Wednesday, April 25, 2012


It's time we got back to the basics.  Many, if not most, contract disputes involve questions of contract interpretation.  Judge David James of the Armed Services Board of Contract Appeals (ASBCA) recently has reminded us of these rules, citing precedent from the Court of Appeals for the Federal Circuit (CAFC).  The language Judge James was asked to interpret is the following:
This chart depicts by size what the Government anticipates ordering under the resultant contract.  Each delivery order issued will stipulate exactly what sizes and quantifies the Government will require for delivery.
The contractor argued that if the quantities ordered varied from what was anticipated, there would be an upward or downward price adjustment.  Applying the rules of contract interpretation, Judge James disagreed with the contractor and held that the size tariff chart did not guarantee that the percentage of each size to be ordered would conform to the size tariff percentage for each such size.  So what are the rules of interpretation he applied?

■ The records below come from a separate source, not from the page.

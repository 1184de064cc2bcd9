//! Route table and path matching.
//!
//! Routes are declared statically (see `gateway::routes`) and compiled into
//! a regex table at startup. Matching is a linear scan; the table is small
//! and fixed, and a request is dominated by the backend round trip, not by
//! the lookup.

use crate::auth::AuthorizationGate;
use http::Method;
use once_cell::sync::Lazy;
use regex::Regex;
use smallvec::SmallVec;
use std::sync::Arc;
use std::time::Instant;
use tracing::{debug, warn};

/// Placeholder names must be identifiers: `{id}`, `{request_id}`.
static PARAM_NAME_REGEX: Lazy<Regex> =
    Lazy::new(|| Regex::new(r"^[A-Za-z_][A-Za-z0-9_]*$").expect("param name regex should be valid"));

/// Inline capacity for path/query parameter vectors.
pub const MAX_INLINE_PARAMS: usize = 8;

/// Parameter storage that avoids heap allocation for typical requests.
pub type ParamVec = SmallVec<[(Arc<str>, String); MAX_INLINE_PARAMS]>;

/// How auth failures on a route are rendered.
#[derive(Debug, Clone, Copy, PartialEq, Eq)]
pub enum RouteKind {
    /// Browser-facing page: failures redirect to the login page with an
    /// error code in the query string.
    Page,
    /// JSON API: failures answer with a status code and a JSON error body.
    Api,
}

/// Who may use a route.
#[derive(Debug, Clone, Copy, PartialEq, Eq)]
pub enum Access {
    /// No credential required; requests are served anonymously.
    Public,
    /// A valid credential holding at least one of these roles. An empty
    /// list admits any authenticated identity.
    Roles(&'static [&'static str]),
}

/// A route declaration before compilation.
#[derive(Debug, Clone)]
pub struct RouteDef {
    pub method: Method,
    /// Path pattern with `{name}` placeholders, e.g.
    /// `/admin/api/service-requests/{id}/status`.
    pub pattern: &'static str,
    pub kind: RouteKind,
    pub access: Access,
    /// Registry key of the handler that serves this route.
    pub handler_name: &'static str,
}

impl RouteDef {
    pub fn page(
        method: Method,
        pattern: &'static str,
        access: Access,
        handler_name: &'static str,
    ) -> Self {
        Self {
            method,
            pattern,
            kind: RouteKind::Page,
            access,
            handler_name,
        }
    }

    pub fn api(
        method: Method,
        pattern: &'static str,
        access: Access,
        handler_name: &'static str,
    ) -> Self {
        Self {
            method,
            pattern,
            kind: RouteKind::Api,
            access,
            handler_name,
        }
    }
}

/// A compiled route.
#[derive(Debug, Clone)]
pub struct RouteMeta {
    pub method: Method,
    pub pattern: &'static str,
    pub kind: RouteKind,
    pub access: Access,
    /// `None` for public routes, otherwise the compiled role requirement.
    pub gate: Option<AuthorizationGate>,
    pub handler_name: &'static str,
}

impl RouteMeta {
    pub fn is_public(&self) -> bool {
        matches!(self.access, Access::Public)
    }
}

/// Result of matching a request against the table.
#[derive(Debug, Clone)]
pub struct RouteMatch {
    pub route: Arc<RouteMeta>,
    pub path_params: ParamVec,
    pub handler_name: &'static str,
}

/// Compiled routing table.
#[derive(Debug)]
pub struct Router {
    routes: Vec<(Method, Regex, Arc<RouteMeta>, Vec<Arc<str>>)>,
}

impl Router {
    /// Compile a route table.
    ///
    /// Returns an error if any pattern produces an invalid regex; with a
    /// static table that is a programming error caught by the route tests.
    pub fn new(defs: Vec<RouteDef>) -> anyhow::Result<Self> {
        let mut routes = Vec::with_capacity(defs.len());
        for def in defs {
            let (regex_src, param_names) = path_to_regex(def.pattern);
            for name in &param_names {
                if !PARAM_NAME_REGEX.is_match(name) {
                    anyhow::bail!(
                        "invalid placeholder {{{name}}} in route pattern {}",
                        def.pattern
                    );
                }
            }
            let regex = Regex::new(&regex_src).map_err(|e| {
                anyhow::anyhow!("invalid route pattern {}: {e}", def.pattern)
            })?;
            let gate = match def.access {
                Access::Public => None,
                Access::Roles(roles) => Some(AuthorizationGate::any_of(roles.iter().copied())),
            };
            let meta = Arc::new(RouteMeta {
                method: def.method.clone(),
                pattern: def.pattern,
                kind: def.kind,
                access: def.access,
                gate,
                handler_name: def.handler_name,
            });
            routes.push((def.method.clone(), regex, meta, param_names));
        }
        Ok(Self { routes })
    }

    /// Match a method and path (without query string) against the table.
    pub fn route(&self, method: &Method, path: &str) -> Option<RouteMatch> {
        let start = Instant::now();
        for (route_method, regex, meta, param_names) in &self.routes {
            if route_method != method {
                continue;
            }
            if let Some(captures) = regex.captures(path) {
                let mut path_params = ParamVec::new();
                for (i, name) in param_names.iter().enumerate() {
                    if let Some(value) = captures.get(i + 1) {
                        path_params.push((Arc::clone(name), value.as_str().to_string()));
                    }
                }
                let elapsed = start.elapsed();
                if elapsed.as_millis() > 1 {
                    warn!(path = %path, elapsed_us = elapsed.as_micros() as u64, "slow route match");
                }
                debug!(
                    method = %method,
                    path = %path,
                    pattern = meta.pattern,
                    handler = meta.handler_name,
                    "route matched"
                );
                return Some(RouteMatch {
                    route: Arc::clone(meta),
                    path_params,
                    handler_name: meta.handler_name,
                });
            }
        }
        None
    }

    /// True when some route accepts this path under a different method.
    /// Drives 405 instead of 404.
    pub fn path_known(&self, path: &str) -> bool {
        self.routes
            .iter()
            .any(|(_, regex, _, _)| regex.is_match(path))
    }

    pub fn len(&self) -> usize {
        self.routes.len()
    }

    pub fn is_empty(&self) -> bool {
        self.routes.is_empty()
    }
}

/// Convert a `{name}`-style pattern into an anchored regex plus the ordered
/// parameter names.
fn path_to_regex(pattern: &str) -> (String, Vec<Arc<str>>) {
    let mut regex_src = String::from("^");
    let mut param_names = Vec::new();
    if pattern == "/" {
        return ("^/$".to_string(), param_names);
    }
    for segment in pattern.trim_start_matches('/').split('/') {
        if let Some(name) = segment.strip_prefix('{').and_then(|s| s.strip_suffix('}')) {
            regex_src.push_str("/([^/]+)");
            param_names.push(Arc::from(name));
        } else {
            regex_src.push('/');
            regex_src.push_str(&regex::escape(segment));
        }
    }
    regex_src.push('$');
    (regex_src, param_names)
}

#[cfg(test)]
mod tests {
    use super::*;

    fn table() -> Router {
        Router::new(vec![
            RouteDef::page(Method::GET, "/admin/login", Access::Public, "login_page"),
            RouteDef::api(
                Method::GET,
                "/admin/api/service-requests/{id}",
                Access::Roles(&["ADMIN"]),
                "get_service_request",
            ),
            RouteDef::api(
                Method::PUT,
                "/admin/api/service-requests/{id}/status",
                Access::Roles(&["ADMIN"]),
                "update_status",
            ),
        ])
        .expect("compile test routes")
    }

    #[test]
    fn static_paths_match_exactly() {
        let router = table();
        let m = router.route(&Method::GET, "/admin/login").expect("match");
        assert_eq!(m.handler_name, "login_page");
        assert!(router.route(&Method::GET, "/admin/login/extra").is_none());
        assert!(router.route(&Method::POST, "/admin/login").is_none());
    }

    #[test]
    fn placeholders_capture_path_params() {
        let router = table();
        let m = router
            .route(&Method::PUT, "/admin/api/service-requests/42/status")
            .expect("match");
        assert_eq!(m.handler_name, "update_status");
        assert_eq!(m.path_params.len(), 1);
        assert_eq!(m.path_params[0].0.as_ref(), "id");
        assert_eq!(m.path_params[0].1, "42");
    }

    #[test]
    fn placeholder_does_not_cross_segments() {
        let router = table();
        assert!(router
            .route(&Method::GET, "/admin/api/service-requests/1/2")
            .is_none());
    }

    #[test]
    fn known_path_with_wrong_method_is_detected() {
        let router = table();
        assert!(router.path_known("/admin/api/service-requests/42/status"));
        assert!(!router.path_known("/nope"));
    }

    #[test]
    fn root_pattern_compiles() {
        let (src, names) = path_to_regex("/");
        assert_eq!(src, "^/$");
        assert!(names.is_empty());
    }

    #[test]
    fn malformed_placeholder_is_rejected() {
        let err = Router::new(vec![RouteDef::api(
            Method::GET,
            "/admin/api/items/{item-id}",
            Access::Roles(&["ADMIN"]),
            "get_item",
        )])
        .expect_err("hyphenated placeholder should not compile");
        assert!(err.to_string().contains("invalid placeholder"));
    }
}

The following rules have been stated over and over again in CAFC and ASBCA opinions:
  1. "In resolving disputes involving contract interpretation, we begin by examining the plain language of the contract."
  2. We construe a contract "to effectuate its spirit and purpose giving reasonable meaning to all parts of the contract."
  3. The threshold question is whether the plain language of the contract "supports only one reading or supports more than one reading and is ambiguous."
  4. If a contract is susceptible of more than one reasonable interpretation, it is ambiguous.  But both interpretations must fall within a "zone of reasonableness."
  5. In choosing between competing reasonable interpretations of an ambiguous contract provision, the general rule of contra proferentem requires the ambiguity to be resolved against the drafter
  6. An exception to the rule of contra proferentem arises when an ambiguity is to "patent and glaring" that it is unreasonable for a contractor not to discover it and inquire.
After stating these rules, Judge James examined dictionary definitions of the word "anticipate" and determined the word does not denote or connote exactitude.  Therefore, the contractor's interpretation was not within the zone of reasonableness.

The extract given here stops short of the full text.